> What to produce:
Every line below that holds the string "this" should be copied.

Stored data
■ ■ ■ ■

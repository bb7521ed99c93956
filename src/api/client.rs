//! HTTP client with bearer injection and transparent session renewal.
//!
//! Every request carries the current access token. A 401 on a request that
//! opted into renewal triggers one trip through the refresh coordinator and a
//! single replay; callers only see the replayed response.

use std::sync::Arc;

use reqwest::{Client, Method, Response, StatusCode};
use serde::de::DeserializeOwned;
use serde::Serialize;

use crate::api::auth;
use crate::config::ClientConfig;
use crate::error::{ClientError, RefreshError};
use crate::refresh::{RefreshCoordinator, RefreshPhase, TokenRefresher};
use crate::session::storage::SessionStorage;
use crate::session::{jwt, SessionTeardown, TokenPair, TokenStore};

/// A replayable request description.
///
/// Kept as plain data (not a `reqwest::Request`) so it can be rebuilt with a
/// different bearer token after a refresh.
#[derive(Debug, Clone)]
pub struct ApiRequest {
    method: Method,
    path: String,
    query: Vec<(String, String)>,
    body: Option<serde_json::Value>,
    with_bearer: bool,
    renew_on_unauthorized: bool,
}

impl ApiRequest {
    pub fn new(method: Method, path: &str) -> Self {
        Self {
            method,
            path: path.to_string(),
            query: Vec::new(),
            body: None,
            with_bearer: true,
            renew_on_unauthorized: true,
        }
    }

    pub fn get(path: &str) -> Self {
        Self::new(Method::GET, path)
    }

    pub fn post(path: &str) -> Self {
        Self::new(Method::POST, path)
    }

    pub fn put(path: &str) -> Self {
        Self::new(Method::PUT, path)
    }

    pub fn delete(path: &str) -> Self {
        Self::new(Method::DELETE, path)
    }

    /// Attach a JSON body.
    pub fn json<T: Serialize + ?Sized>(mut self, body: &T) -> Result<Self, ClientError> {
        self.body = Some(serde_json::to_value(body)?);
        Ok(self)
    }

    pub fn query(mut self, key: &str, value: &str) -> Self {
        self.query.push((key.to_string(), value.to_string()));
        self
    }

    /// Pass a 401 straight back to the caller instead of renewing the session.
    ///
    /// Used for the session endpoints themselves, where 401 means bad credentials.
    pub fn without_renewal(mut self) -> Self {
        self.renew_on_unauthorized = false;
        self
    }

    /// Send without an `Authorization` header. Implies `without_renewal`.
    pub fn anonymous(mut self) -> Self {
        self.with_bearer = false;
        self.without_renewal()
    }

    pub fn method(&self) -> &Method {
        &self.method
    }

    pub fn path(&self) -> &str {
        &self.path
    }
}

/// Refreshes the session against `/api/auth/refresh-token`.
///
/// On any failure the session is torn down here, once per refresh cycle,
/// before the error is handed back to the coordinator.
pub struct SessionRefresher {
    http: Client,
    base_url: String,
    tokens: Arc<TokenStore>,
    teardown: Arc<SessionTeardown>,
}

impl TokenRefresher for SessionRefresher {
    async fn refresh(&self) -> Result<String, RefreshError> {
        let Some(pair) = self.tokens.token_pair().await else {
            self.teardown.run("no refresh token").await;
            return Err(RefreshError::NoSession);
        };

        let issued = match auth::request_refresh(&self.http, &self.base_url, &pair).await {
            Ok(issued) => issued,
            Err(e) => {
                log::warn!("Token refresh failed: {}", e);
                self.teardown.run("refresh failed").await;
                return Err(e);
            }
        };

        let access_token = issued.access_token.clone();
        let renewed = TokenPair {
            access_token: issued.access_token.clone(),
            refresh_token: issued.refresh_token.clone(),
        };
        if !self.tokens.update_tokens(renewed, issued.expires_at).await {
            // Logged out while the refresh was in flight; don't resurrect it.
            self.teardown.run("session cleared during refresh").await;
            return Err(RefreshError::NoSession);
        }

        match jwt::subject(&access_token) {
            Some(sub) => log::info!("Access token refreshed for {}", sub),
            None => log::info!("Access token refreshed"),
        }
        Ok(access_token)
    }
}

/// HTTP client wrapper for marketplace API communication.
pub struct ApiClient {
    http: Client,
    base_url: String,
    tokens: Arc<TokenStore>,
    teardown: Arc<SessionTeardown>,
    coordinator: RefreshCoordinator<SessionRefresher>,
}

impl ApiClient {
    /// Create a client for the configured API with the given session storage.
    ///
    /// The persisted session is not loaded until `restore_session` is called.
    pub fn new(
        config: &ClientConfig,
        storage: Arc<dyn SessionStorage>,
    ) -> Result<Self, ClientError> {
        let http = Client::builder()
            .timeout(config.request_timeout)
            .connect_timeout(config.connect_timeout)
            .build()
            .map_err(ClientError::Network)?;
        let base_url = config.api_base_url.trim_end_matches('/').to_string();
        let tokens = Arc::new(TokenStore::new(storage));
        let teardown = Arc::new(SessionTeardown::new(tokens.clone(), &config.login_route));

        let coordinator = RefreshCoordinator::new(Arc::new(SessionRefresher {
            http: http.clone(),
            base_url: base_url.clone(),
            tokens: tokens.clone(),
            teardown: teardown.clone(),
        }));

        Ok(Self {
            http,
            base_url,
            tokens,
            teardown,
            coordinator,
        })
    }

    /// Register the callback told where to send the user when the session dies.
    pub fn on_session_expired<F>(&self, hook: F)
    where
        F: Fn(&str) + Send + Sync + 'static,
    {
        self.teardown.set_hook(Arc::new(hook));
    }

    /// Load the persisted session, if any. Returns `true` when one was found.
    pub async fn restore_session(&self) -> Result<bool, ClientError> {
        Ok(self.tokens.restore().await?)
    }

    pub fn base_url(&self) -> &str {
        &self.base_url
    }

    pub fn tokens(&self) -> &Arc<TokenStore> {
        &self.tokens
    }

    pub fn session_teardown(&self) -> &Arc<SessionTeardown> {
        &self.teardown
    }

    pub fn refresh_phase(&self) -> RefreshPhase {
        self.coordinator.phase()
    }

    /// Send a request, renewing the session and replaying once on 401.
    ///
    /// Non-401 responses (including other error statuses) are returned as-is.
    pub async fn request(&self, request: ApiRequest) -> Result<Response, ClientError> {
        let generation = self.coordinator.generation();
        let sent_with = if request.with_bearer {
            self.tokens.access_token().await
        } else {
            None
        };
        let response = self.dispatch(&request, sent_with.as_deref()).await?;

        if response.status() != StatusCode::UNAUTHORIZED || !request.renew_on_unauthorized {
            return Ok(response);
        }

        log::debug!(
            "401 from {} {}, renewing session",
            request.method,
            request.path
        );

        let current = self.tokens.access_token().await;
        let token = match (sent_with.as_deref(), current) {
            // Someone else already refreshed since this request went out.
            (Some(sent), Some(current)) if sent != current => current,
            // The session ended after this request went out; that teardown already ran.
            (Some(_), None) => {
                log::debug!("Session already ended, not refreshing for {}", request.path);
                return Err(ClientError::SessionExpired(RefreshError::NoSession));
            }
            (sent, _) => self.coordinator.refresh_after(generation, sent).await?,
        };

        let replayed = self.dispatch(&request, Some(&token)).await?;
        if replayed.status() == StatusCode::UNAUTHORIZED {
            let body = replayed.text().await.unwrap_or_default();
            self.teardown.run("replayed request unauthorized").await;
            return Err(ClientError::Unauthorized(body));
        }

        Ok(replayed)
    }

    /// Send an authenticated GET request to a relative API path.
    pub async fn authenticated_get(&self, path: &str) -> Result<Response, ClientError> {
        self.request(ApiRequest::get(path)).await
    }

    /// Send an authenticated POST request with a JSON body to a relative API path.
    pub async fn authenticated_post<T: Serialize + ?Sized>(
        &self,
        path: &str,
        body: &T,
    ) -> Result<Response, ClientError> {
        self.request(ApiRequest::post(path).json(body)?).await
    }

    /// Send an authenticated PUT request with a JSON body to a relative API path.
    pub async fn authenticated_put<T: Serialize + ?Sized>(
        &self,
        path: &str,
        body: &T,
    ) -> Result<Response, ClientError> {
        self.request(ApiRequest::put(path).json(body)?).await
    }

    /// Send an authenticated DELETE request to a relative API path.
    pub async fn authenticated_delete(&self, path: &str) -> Result<Response, ClientError> {
        self.request(ApiRequest::delete(path)).await
    }

    /// Send an unauthenticated POST request that never triggers session renewal.
    /// Used for login-style endpoints where 401 means bad credentials.
    pub async fn post<T: Serialize + ?Sized>(
        &self,
        path: &str,
        body: &T,
    ) -> Result<Response, ClientError> {
        self.request(ApiRequest::post(path).json(body)?.anonymous())
            .await
    }

    /// GET a path and decode a JSON body, turning non-2xx into `ClientError::Api`.
    pub async fn get_json<T: DeserializeOwned>(&self, path: &str) -> Result<T, ClientError> {
        let resp = self.authenticated_get(path).await?;
        decode_json(resp).await
    }

    async fn dispatch(
        &self,
        request: &ApiRequest,
        access_token: Option<&str>,
    ) -> Result<Response, ClientError> {
        let url = format!("{}{}", self.base_url, request.path);
        let mut builder = self.http.request(request.method.clone(), &url);

        if !request.query.is_empty() {
            builder = builder.query(&request.query);
        }
        if let Some(ref body) = request.body {
            builder = builder.json(body);
        }
        if let Some(token) = access_token {
            builder = builder.bearer_auth(token);
        }

        let resp = builder.send().await.map_err(|e| {
            log::debug!("{} {} failed: {}", request.method, request.path, e);
            ClientError::from(e)
        })?;
        log::debug!("{} {} -> {}", request.method, request.path, resp.status());
        Ok(resp)
    }
}

/// Decode a JSON body from a successful response; non-2xx becomes `ClientError::Api`.
pub async fn decode_json<T: DeserializeOwned>(resp: Response) -> Result<T, ClientError> {
    let status = resp.status();
    if !status.is_success() {
        let body = resp.text().await.unwrap_or_default();
        return Err(ClientError::Api { status, body });
    }
    resp.json()
        .await
        .map_err(|e| ClientError::Decode(e.to_string()))
}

■ ■ ■ ■

> Solution to the exercise:
            // Someone else already refreshed since this request went out.
            // The session ended after this request went out; that teardown already ran.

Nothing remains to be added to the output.